Będą pieniądze dla szkół uczących Polaków za granicą?
Nawet 34 miliony złotych może wypłacać resort oświaty szkołom, które korespondencyjnie kształcą Polaków za granicą – informuje jeden z dzienników.
W jednej z warszawskich szkół uczniowie korespondencyjni stanowią 80 proc.
Samorządowcy domagają się zmiany przepisów, ponieważ – jak twierdzą – taki system kształcenia jest kosztowny dla budżetu miasta.

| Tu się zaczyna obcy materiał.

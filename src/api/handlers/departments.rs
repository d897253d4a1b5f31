use crate::api::error::AppError;
use crate::entities::{departments, prelude::*, teachers};
use axum::{Json, extract::State};
use sea_orm::{EntityTrait, QueryOrder};
use serde::Serialize;
use utoipa::ToSchema;

#[derive(Serialize, ToSchema)]
pub struct DepartmentResponse {
    pub id: i32,
    pub code: String,
    pub name: String,
    pub total_credits: i32,
    pub per_credit_fee: i32,
    pub seats: i32,
}

#[derive(Serialize, ToSchema)]
pub struct TeacherResponse {
    pub id: i32,
    pub name: String,
    pub position: String,
    pub degrees: String,
    pub email: String,
    pub phone: String,
    pub department_id: Option<i32>,
}

#[utoipa::path(
    get,
    path = "/departments",
    responses(
        (status = 200, description = "All departments ordered by code", body = [DepartmentResponse])
    ),
    tag = "departments"
)]
pub async fn list_departments(
    State(state): State<crate::AppState>,
) -> Result<Json<Vec<DepartmentResponse>>, AppError> {
    let departments = Departments::find()
        .order_by_asc(departments::Column::Code)
        .all(&state.db)
        .await?;

    Ok(Json(
        departments
            .into_iter()
            .map(|d| DepartmentResponse {
                id: d.id,
                code: d.code,
                name: d.name,
                total_credits: d.total_credits,
                per_credit_fee: d.per_credit_fee,
                seats: d.seats,
            })
            .collect(),
    ))
}

#[utoipa::path(
    get,
    path = "/teachers",
    responses(
        (status = 200, description = "Teacher directory", body = [TeacherResponse])
    ),
    tag = "departments"
)]
pub async fn list_teachers(
    State(state): State<crate::AppState>,
) -> Result<Json<Vec<TeacherResponse>>, AppError> {
    let teachers = Teachers::find()
        .order_by_asc(teachers::Column::DepartmentId)
        .order_by_asc(teachers::Column::Name)
        .all(&state.db)
        .await?;

    Ok(Json(
        teachers
            .into_iter()
            .map(|t| TeacherResponse {
                id: t.id,
                name: t.name,
                position: t.position,
                degrees: t.degrees,
                email: t.email,
                phone: t.phone,
                department_id: t.department_id,
            })
            .collect(),
    ))
}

Szkoły bronią się, że w ten sposób młodzi Polacy utrzymują kontakt z rodzimą kulturą, a dzięki internetowej platformie edukacyjnej do nauczania nie dopłacają ani rodzice ani gmina.
Poseł Lech Sprawka z sejmowej komisji edukacji zaznacza, że należy wspierać kształcenie domowe, zwłaszcza w obliczu nowych fal emigracji.

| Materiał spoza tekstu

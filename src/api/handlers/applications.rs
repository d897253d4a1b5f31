use crate::api::error::AppError;
use crate::api::middleware::auth::CurrentUser;
use crate::api::notify::{Notice, flash_redirect};
use crate::entities::{applications, prelude::*};
use crate::models::DocumentKind;
use crate::services::intake::{IntakeError, SubmitApplication, UploadedDocument};
use crate::services::payments::PaymentError;
use crate::services::review::ReviewError;
use axum::{
    Extension, Json,
    extract::{Multipart, Path, Query, State},
    response::{IntoResponse, Response},
};
use sea_orm::{ColumnTrait, EntityTrait, QueryFilter, QueryOrder};
use serde::{Deserialize, Serialize};
use utoipa::ToSchema;

#[derive(Serialize, ToSchema)]
pub struct ApplicationSummary {
    pub id: String,
    pub full_name: String,
    pub department: String,
    pub program: String,
    pub status: String,
    pub fee_amount: i32,
    pub applied_at: chrono::DateTime<chrono::Utc>,
}

#[derive(Deserialize)]
pub struct ListQuery {
    pub status: Option<String>,
}

fn short_id(id: &str) -> &str {
    &id[..10.min(id.len())]
}

fn multipart_error(e: axum::extract::multipart::MultipartError) -> AppError {
    let err_msg = e.to_string();
    if err_msg.contains("length limit exceeded") {
        AppError::PayloadTooLarge("Request body exceeds the maximum allowed limit".to_string())
    } else {
        AppError::BadRequest(err_msg)
    }
}

#[utoipa::path(
    post,
    path = "/apply",
    request_body(content = Multipart, description = "Application form with optional photo/sign/transcript uploads"),
    responses(
        (status = 303, description = "Redirect back to the apply page; outcome flashed as a notification")
    ),
    tag = "applications"
)]
pub async fn submit_application(
    State(state): State<crate::AppState>,
    mut multipart: Multipart,
) -> Result<Response, AppError> {
    let mut form = SubmitApplication::default();
    let mut uploads = Vec::new();

    while let Some(field) = multipart.next_field().await.map_err(multipart_error)? {
        let name = field.name().unwrap_or_default().to_string();

        if let Ok(kind) = name.parse::<DocumentKind>() {
            let filename = field.file_name().unwrap_or_default().to_string();
            let data = field.bytes().await.map_err(multipart_error)?.to_vec();

            // A file input left empty still submits an empty part; skip it.
            if filename.is_empty() || data.is_empty() {
                continue;
            }

            uploads.push(UploadedDocument {
                kind,
                filename,
                data,
            });
        } else {
            let value = field
                .text()
                .await
                .map_err(multipart_error)?
                .trim()
                .to_string();

            match name.as_str() {
                "full_name" => form.full_name = value,
                "email" => form.email = value,
                "phone" => form.phone = value,
                "guardian" => form.guardian = value,
                "address" => form.address = value,
                "education" => form.education = value,
                "exam_roll" => form.exam_roll = value,
                "department" => form.department = value,
                "program" => form.program = (!value.is_empty()).then_some(value),
                "fee_amount" => form.fee_amount = (!value.is_empty()).then_some(value),
                _ => {}
            }
        }
    }

    match state.intake.submit(form, uploads).await {
        Ok(outcome) => Ok(flash_redirect(
            "/apply",
            &[Notice::success(format!(
                "Application submitted successfully (ID: {}).",
                short_id(&outcome.application_id)
            ))],
        )),
        Err(e @ (IntakeError::Validation(_) | IntakeError::DepartmentNotFound)) => Ok(
            flash_redirect("/apply", &[Notice::error(e.to_string())]),
        ),
        Err(IntakeError::Db(e)) => Err(AppError::Database(e)),
        Err(IntakeError::Storage(e)) => Err(AppError::Anyhow(e)),
    }
}

#[utoipa::path(
    get,
    path = "/applications/{id}",
    params(("id" = String, Path, description = "Application id")),
    responses(
        (status = 200, description = "Plain-text application summary"),
        (status = 404, description = "Unknown application id")
    ),
    tag = "applications"
)]
pub async fn application_detail(
    State(state): State<crate::AppState>,
    Path(id): Path<String>,
) -> Result<Response, AppError> {
    let app = Applications::find_by_id(&id)
        .one(&state.db)
        .await?
        .ok_or_else(|| AppError::NotFound(format!("Application {} not found", id)))?;

    let content = format!(
        "Application: {} ({}) - Status: {}",
        app.full_name, app.id, app.status
    );
    Ok(content.into_response())
}

#[utoipa::path(
    get,
    path = "/applications",
    params(
        ("status" = Option<String>, Query, description = "Restrict the listing to one workflow status")
    ),
    responses(
        (status = 200, description = "Applications for review, newest first", body = [ApplicationSummary]),
        (status = 303, description = "Not staff; redirected to login")
    ),
    security(("jwt" = [])),
    tag = "applications"
)]
pub async fn list_applications(
    State(state): State<crate::AppState>,
    Query(query): Query<ListQuery>,
) -> Result<Json<Vec<ApplicationSummary>>, AppError> {
    let mut select = Applications::find()
        .find_also_related(Departments)
        .order_by_desc(applications::Column::AppliedAt);

    if let Some(status) = &query.status {
        select = select.filter(applications::Column::Status.eq(status));
    }

    let rows = select.all(&state.db).await?;

    Ok(Json(
        rows.into_iter()
            .map(|(app, dept)| ApplicationSummary {
                id: app.id,
                full_name: app.full_name,
                department: dept.map(|d| d.code).unwrap_or_default(),
                program: app.program,
                status: app.status,
                fee_amount: app.fee_amount,
                applied_at: app.applied_at,
            })
            .collect(),
    ))
}

#[utoipa::path(
    post,
    path = "/applications/{id}/accept",
    params(("id" = String, Path, description = "Application id")),
    responses(
        (status = 303, description = "Redirect with outcome notification"),
        (status = 404, description = "Unknown application id")
    ),
    security(("jwt" = [])),
    tag = "review"
)]
pub async fn accept_applicant(
    State(state): State<crate::AppState>,
    Extension(user): Extension<CurrentUser>,
    Path(id): Path<String>,
) -> Result<Response, AppError> {
    tracing::debug!("Accept of {} requested by {}", id, user.username);

    match state.review.accept(&id).await {
        Ok(outcome) => Ok(flash_redirect(
            "/applications",
            &[Notice::success(format!(
                "Application {} accepted; seats left: {}",
                outcome.application_id, outcome.seats_left
            ))],
        )),
        Err(ReviewError::NotFound) => {
            Err(AppError::NotFound(format!("Application {} not found", id)))
        }
        Err(e @ (ReviewError::NoSeatsLeft { .. } | ReviewError::AlreadyDecided { .. })) => Ok(
            flash_redirect("/applications", &[Notice::error(e.to_string())]),
        ),
        Err(ReviewError::Db(e)) => Err(AppError::Database(e)),
    }
}

#[utoipa::path(
    post,
    path = "/applications/{id}/reject",
    params(("id" = String, Path, description = "Application id")),
    responses(
        (status = 303, description = "Redirect with outcome notification"),
        (status = 404, description = "Unknown application id")
    ),
    security(("jwt" = [])),
    tag = "review"
)]
pub async fn reject_applicant(
    State(state): State<crate::AppState>,
    Extension(user): Extension<CurrentUser>,
    Path(id): Path<String>,
) -> Result<Response, AppError> {
    tracing::debug!("Reject of {} requested by {}", id, user.username);

    match state.review.reject(&id).await {
        Ok(application_id) => Ok(flash_redirect(
            "/applications",
            &[Notice::success(format!(
                "Application {} rejected.",
                application_id
            ))],
        )),
        Err(ReviewError::NotFound) => {
            Err(AppError::NotFound(format!("Application {} not found", id)))
        }
        Err(e @ (ReviewError::NoSeatsLeft { .. } | ReviewError::AlreadyDecided { .. })) => Ok(
            flash_redirect("/applications", &[Notice::error(e.to_string())]),
        ),
        Err(ReviewError::Db(e)) => Err(AppError::Database(e)),
    }
}

#[utoipa::path(
    post,
    path = "/applications/{id}/pay",
    params(("id" = String, Path, description = "Application id")),
    responses(
        (status = 303, description = "Redirect to the application with outcome notification"),
        (status = 404, description = "Unknown application id")
    ),
    tag = "applications"
)]
pub async fn confirm_payment(
    State(state): State<crate::AppState>,
    Path(id): Path<String>,
) -> Result<Response, AppError> {
    match state.payments.confirm(&id).await {
        Ok(outcome) => Ok(flash_redirect(
            &format!("/applications/{}", outcome.application_id),
            &[Notice::success(format!(
                "Payment of {} BDT recorded for application {}.",
                outcome.amount,
                short_id(&outcome.application_id)
            ))],
        )),
        Err(PaymentError::NotFound) => {
            Err(AppError::NotFound(format!("Application {} not found", id)))
        }
        Err(e @ PaymentError::AlreadyPaid) => Ok(flash_redirect(
            &format!("/applications/{}", id),
            &[Notice::error(e.to_string())],
        )),
        Err(PaymentError::Db(e)) => Err(AppError::Database(e)),
    }
}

– Nie ulega wątpliwości, że rozwiązanie problemu kształcenia sprzyja utrzymaniu więzi rodzinnych. W tej chwili system, który funkcjonuje należy utrzymać, starając się go ewentualnie udoskonalić. Jeśli chodzi o samorządowców i kwestie finansowe, to tak się jakoś dziwnie składa, że samorządy zamiast walczyć o to, żeby część oświatowa subwencji ogólnej była prawidłowo skalkulowana, to swoje pole zainteresowań kierują albo na to, w jaki sposób zaoszczędzić na nauczycielach, albo szukają oszczędności kosztem dzieci i ich rodziców – powiedział poseł Lech Sprawka.
Szacuje się, że w nauczaniu domowym z ramienia szkół prywatnych bierze udział 7 tys. dzieci.